The news is a boost for the UK as the services sector is the dominant sector in the economy. But the Bank of England will be nervous that inflationary pressures were high, with the report saying:

“Input prices rose at the strongest pace for just over four years. The wide range of factors cited as pushing up operating costs included transport surcharges, staff wages, and the pass through of higher imported raw material costs by suppliers. Efforts to mitigate rising input prices resulted in a robust increase in average charges among service providers during April.”

The Bank will release its latest interest rate and monetary policy outlook today with the bank sure to stay on hold at 0.10% lending rates, while they will try to reassure investors that those rates will remain lower into 2023 or 2024. That would require subdued inflation but that is not he case in the latest numbers and central banks are collectively keen to call inflation “transitory” in order to avoid another bond market test.

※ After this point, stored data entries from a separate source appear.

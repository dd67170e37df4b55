//! Version-control reads for previous-state recovery.
//!
//! Two operations back the git-based previous-state source: reading a
//! committed file's content at a ref ("show file at ref"), and checking
//! whether a working-tree file is byte-identical to that ref's copy (the
//! `git diff --quiet` equivalent).

use anyhow::{Context, Result, anyhow};
use std::{
    fs,
    path::{Path, PathBuf},
};

/// A committed baseline to compare the working tree against.
pub struct GitBaseline {
    repo: gix::Repository,
    spec: String,
    root: PathBuf,
}

impl GitBaseline {
    /// Open the repository at `root`, pinned to the given revision spec
    /// (e.g. `HEAD`, `origin/gh-pages`).
    pub fn open(root: &Path, spec: &str) -> Result<Self> {
        let repo = gix::open(root)
            .with_context(|| format!("Failed to open git repository at {}", root.display()))?;
        Ok(Self {
            repo,
            spec: spec.to_owned(),
            root: root.to_path_buf(),
        })
    }

    /// Read a committed file's content at the pinned ref.
    ///
    /// Returns `None` when the ref's tree has no entry at `path`.
    pub fn show_file(&self, path: &str) -> Result<Option<Vec<u8>>> {
        let tree = self
            .repo
            .rev_parse_single(self.spec.as_str())
            .with_context(|| format!("Cannot resolve revision `{}`", self.spec))?
            .object()?
            .peel_to_tree()
            .with_context(|| format!("Revision `{}` has no tree", self.spec))?;

        let Some(entry) = tree.lookup_entry_by_path(path)? else {
            return Ok(None);
        };

        let object = entry.object()?;
        if object.kind != gix::object::Kind::Blob {
            return Err(anyhow!("`{path}` at `{}` is not a file", self.spec));
        }

        Ok(Some(object.detach().data))
    }

    /// Check whether the working-tree file at `path` is byte-identical to
    /// the committed copy at the pinned ref.
    ///
    /// A missing committed copy or an unreadable working-tree file both
    /// count as changed.
    pub fn file_unchanged(&self, path: &str) -> Result<bool> {
        let Some(committed) = self.show_file(path)? else {
            return Ok(false);
        };
        Ok(fs::read(self.root.join(path))
            .map(|current| current == committed)
            .unwrap_or(false))
    }
}

// ============================================================================
// Tests
// ============================================================================

#[cfg(test)]
mod tests {
    use super::*;
    use tempfile::TempDir;

    #[test]
    fn test_open_missing_repo() {
        let dir = TempDir::new().unwrap();
        let result = GitBaseline::open(dir.path(), "HEAD");
        assert!(result.is_err());
    }

    #[test]
    fn test_show_file_unresolvable_ref() {
        let dir = TempDir::new().unwrap();
        gix::init(dir.path()).unwrap();

        let baseline = GitBaseline::open(dir.path(), "refs/heads/nonexistent").unwrap();
        assert!(baseline.show_file("sitemap.xml").is_err());
    }

    #[test]
    fn test_file_unchanged_unresolvable_ref() {
        let dir = TempDir::new().unwrap();
        gix::init(dir.path()).unwrap();

        let baseline = GitBaseline::open(dir.path(), "HEAD").unwrap();
        // Fresh repo has no commits, so HEAD cannot resolve
        assert!(baseline.file_unchanged("anything.html").is_err());
    }
}
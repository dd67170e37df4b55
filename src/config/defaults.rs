//! Default values for configuration sections.
//!
//! Each submodule mirrors a section of `freshmap.toml` and provides the
//! default used both by serde (missing field) and `Default` construction.

pub mod site {
    pub fn timezone() -> String {
        "-05:00".to_owned()
    }
}

pub mod previous {
    pub fn git_ref() -> String {
        "HEAD".to_owned()
    }

    pub fn git_path() -> String {
        "sitemap-internal.xml".to_owned()
    }
}

pub mod fetch {
    pub fn timeout() -> u64 {
        10
    }

    pub fn user_agent() -> String {
        concat!("freshmap/", env!("CARGO_PKG_VERSION")).to_owned()
    }
}

pub mod filter {
    pub fn skip_extensions() -> Vec<String> {
        [".js", ".css", ".json", ".zip", ".bib", ".key", ".png", ".jpg"]
            .into_iter()
            .map(str::to_owned)
            .collect()
    }

    pub fn reserved_names() -> Vec<String> {
        [
            "index.html",
            "404.html",
            "sitemap.xml",
            "sitemap-internal.xml",
            "robots.txt",
            "LICENSE",
            "cv.pdf",
        ]
        .into_iter()
        .map(str::to_owned)
        .collect()
    }
}

pub mod external {
    pub fn online() -> bool {
        true
    }
}
//! Command-line interface definitions.
//!
//! Defines all CLI arguments using clap. Candidate paths arrive on standard
//! input, one per line; outputs are positional file paths.

use clap::Parser;
use std::path::PathBuf;

/// Freshmap sitemap generator CLI
#[derive(Parser, Debug, Clone)]
#[command(version, about, long_about = None, arg_required_else_help = true)]
pub struct Cli {
    /// Public sitemap output file
    pub output: PathBuf,

    /// Internal sitemap output file (carries content hashes for the next run)
    pub internal_output: Option<PathBuf>,

    /// Site root directory that candidate paths are relative to
    #[arg(short, long)]
    pub root: Option<PathBuf>,

    /// Config file name (default: freshmap.toml)
    #[arg(short = 'C', long, default_value = "freshmap.toml")]
    pub config: PathBuf,

    /// Override base URL for the site.
    ///
    /// Useful for CI/CD deployments where the production URL differs from
    /// the one in freshmap.toml, keeping the source file clean.
    #[arg(long = "base-url")]
    pub base_url: Option<String>,

    /// Disable all network access (previous-state fetch and freshness probes)
    #[arg(long)]
    pub offline: bool,
}
impl<'a> SitemapAssembler<'a> {
    pub fn new(config: &'static SiteConfig, resolver: FreshnessResolver<'a>) -> Self {
        Self {
            config,
            filter: PathFilter::new(config),
            resolver,
        }
    }

    /// Build the public and internal documents.
    ///
    /// Candidate lines are deduplicated and processed in lexicographic
    /// order (diagnostics only); emitted entries are ordered newest first.
    pub fn build<I>(&self, lines: I) -> Result<(String, String)>
    where
        I: IntoIterator,
        I::Item: AsRef<str>,
    {
        let candidates: BTreeSet<String> = lines
            .into_iter()
            .filter_map(|line| normalize_line(line.as_ref()))
            .collect();

        let base = self.config.base_url();
        let mut entries = Vec::with_capacity(candidates.len() + self.config.external.len() + 1);

        for path in &candidates {
            if !self.filter.is_eligible(path) {
                continue;
            }
            log!("sitemap"; "processing {path}");
            entries.push(self.local_entry(&base, path)?);
        }

        // The site root and cross-domain siblings bypass the filter and are
        // always probed per their configuration.
        let root_entry = ExternalEntry {
            base: base.clone(),
            path: String::new(),
            file: None,
            online: true,
        };
        for external in std::iter::once(&root_entry).chain(self.config.external.iter()) {
            entries.push(self.external_entry(external)?);
        }

        // Newest first; stable, so equal timestamps keep processing order
        entries.sort_by(|a, b| b.lastmod.cmp(&a.lastmod));

        Ok((render(&entries, false), render(&entries, true)))
    }

    /// Resolve one filtered candidate path into an entry.
    ///
    /// Directories are emitted with a trailing `/` and hash their
    /// `index.html`; the fallback time is the path's own mtime.
    fn local_entry(&self, base: &str, path: &str) -> Result<UrlEntry> {
        let full = self.config.get_root().join(path);
        let metadata =
            fs::metadata(&full).with_context(|| format!("Cannot stat {}", full.display()))?;
        let modified = metadata
            .modified()
            .with_context(|| format!("No modification time for {}", full.display()))?;
        let fallback = date::from_system_time(modified, self.resolver.tz);

        let (url_path, file_rel) = if metadata.is_dir() {
            (format!("{path}/"), format!("{path}/index.html"))
        } else {
            (path.to_owned(), path.to_owned())
        };

        let url = format!("{base}{url_path}");
        let resolved = self
            .resolver
            .resolve(path, &url, fallback, Some(&file_rel), false)?;

        Ok(UrlEntry {
            base: base.to_owned(),
            path: url_path,
            lastmod: resolved.lastmod,
            filehash: resolved.hash,
        })
    }

    /// Resolve one unconditional external entry.
    ///
    /// Wall-clock is the fallback time; the content hash comes from the
    /// configured local file or the fetched resource body.
    fn external_entry(&self, external: &ExternalEntry) -> Result<UrlEntry> {
        let url = format!("{}{}", external.base, external.path);
        let key = self.external_key(&url);
        let fallback = date::now(self.resolver.tz);
        let file = external
            .file
            .as_ref()
            .and_then(|file| file.to_str());

        let resolved = self
            .resolver
            .resolve(&key, &url, fallback, file, external.online)?;

        Ok(UrlEntry {
            base: external.base.clone(),
            path: external.path.clone(),
            lastmod: resolved.lastmod,
            filehash: resolved.hash,
        })
    }

    /// Previous-state key for an external entry: relative when it lives
    /// under the site base, the full URL otherwise (cross-domain locations
    /// are never recorded, so such keys simply miss).
    fn external_key(&self, url: &str) -> String {
        let base = self.config.base_url();
        url.strip_prefix(base.trim_end_matches('/'))
            .map(|rest| rest.trim_matches('/').to_owned())
            .unwrap_or_else(|| url.to_owned())
    }
}
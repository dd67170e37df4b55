//! Configuration error types.

use std::path::PathBuf;
use thiserror::Error;

/// Errors raised while loading or validating freshmap.toml
#[derive(Debug, Error)]
pub enum ConfigError {
    #[error("Cannot read config file `{0}`")]
    Io(PathBuf, #[source] std::io::Error),

    #[error("Malformed config file")]
    Toml(#[from] toml::de::Error),

    #[error("Invalid config: {0}")]
    Validation(String),
}
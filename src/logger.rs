//! Logging utilities with colored module prefixes.
//!
//! Provides the `log!` macro for formatted terminal output:
//!
//! ```ignore
//! log!("sitemap"; "processing {}", path);
//! log!("error"; "previous sitemap unavailable: {:#}", err);
//! ```

use colored::{ColoredString, Colorize};
use crossterm::terminal::size;
use std::{
    io::{Write, stderr},
    sync::OnceLock,
};

/// Cached terminal width (fetched once on first use)
static TERMINAL_WIDTH: OnceLock<u16> = OnceLock::new();

/// Length of brackets around module name plus trailing space: "[module] "
const PREFIX_OVERHEAD: usize = 3;

/// Get terminal width, cached after first call.
/// Falls back to 120 columns if detection fails.
fn get_terminal_width() -> u16 {
    *TERMINAL_WIDTH.get_or_init(|| size().map(|(w, _)| w).unwrap_or(120))
}

// ============================================================================
// Log Macro
// ============================================================================

/// Log a message with a colored module prefix.
///
/// # Usage
/// ```ignore
/// log!("module"; "message with {} formatting", args);
/// ```
#[macro_export]
macro_rules! log {
    ($module:expr; $($arg:tt)*) => {{
        $crate::logger::log($module, &format!($($arg)*))
    }};
}

// ============================================================================
// Helper Functions
// ============================================================================

/// Log a message with a colored module prefix to the diagnostic stream.
///
/// Single-line messages are truncated to the terminal width; multiline
/// messages are printed as-is.
pub fn log(module: &str, message: &str) {
    let prefix = colorize_prefix(module, &module.to_ascii_lowercase());
    let width = get_terminal_width() as usize;

    let mut stderr = stderr().lock();

    if message.contains('\n') {
        writeln!(stderr, "{prefix} {message}").ok();
    } else {
        let max_msg_len = width.saturating_sub(module.len() + PREFIX_OVERHEAD);
        let message = if message.len() > max_msg_len {
            truncate_str(message, max_msg_len)
        } else {
            message
        };
        writeln!(stderr, "{prefix} {message}").ok();
    }

    stderr.flush().ok();
}

/// Apply color to a module prefix based on module type.
#[inline]
fn colorize_prefix(module: &str, module_lower: &str) -> ColoredString {
    let prefix = format!("[{module}]");
    match module_lower {
        "fetch" => prefix.bright_blue().bold(),
        "git" => prefix.bright_green().bold(),
        "error" => prefix.bright_red().bold(),
        _ => prefix.bright_yellow().bold(),
    }
}

/// Truncate a string to fit within `max_len` bytes.
///
/// Ensures the result is valid UTF-8 by finding the nearest character boundary.
#[inline]
fn truncate_str(s: &str, max_len: usize) -> &str {
    if s.len() <= max_len {
        return s;
    }
    let mut end = max_len;
    while end > 0 && !s.is_char_boundary(end) {
        end -= 1;
    }
    &s[..end]
}

// ============================================================================
// Tests
// ============================================================================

Tim Moore, economics director at IHS Markit, said:

“A surge of pent up demand has started to flow through the UK economy” as pandemic restrictions lift.

The roadmap for reopening leisure, hospitality and other customer-facing activities resulted in a sharp increase in forward bookings and new project starts across the service sector. If the rebound in order books continues along its recent trajectory during the rest of the second quarter, then service sector output growth looks very likely to surpass the survey-record high seen back in April 1997.”

The pound v euro hasn’t reacted to the news as caution reigns ahead of the BoE and also the Scottish election outlook.

EU retail sales also higher

In the Eurozone, retail sales were also higher by 2.7% in March, giving further hope that the lockdown pressures are easing.

ING’s Bert Colijn said:

“This marks the second monthly increase in a row, indicating that January marked the second wave bottom in terms of retail sales. The recovery therefore already started over the course of the first quarter and we expect it to continue from here.

Among the larger countries, Germany and Netherlands showed the strongest improvements at 7.7 and 8.4% respectively, while France lagged with a -1% decline. This shows how important restrictions continue to be for the retail sector, dominating the growth profile.”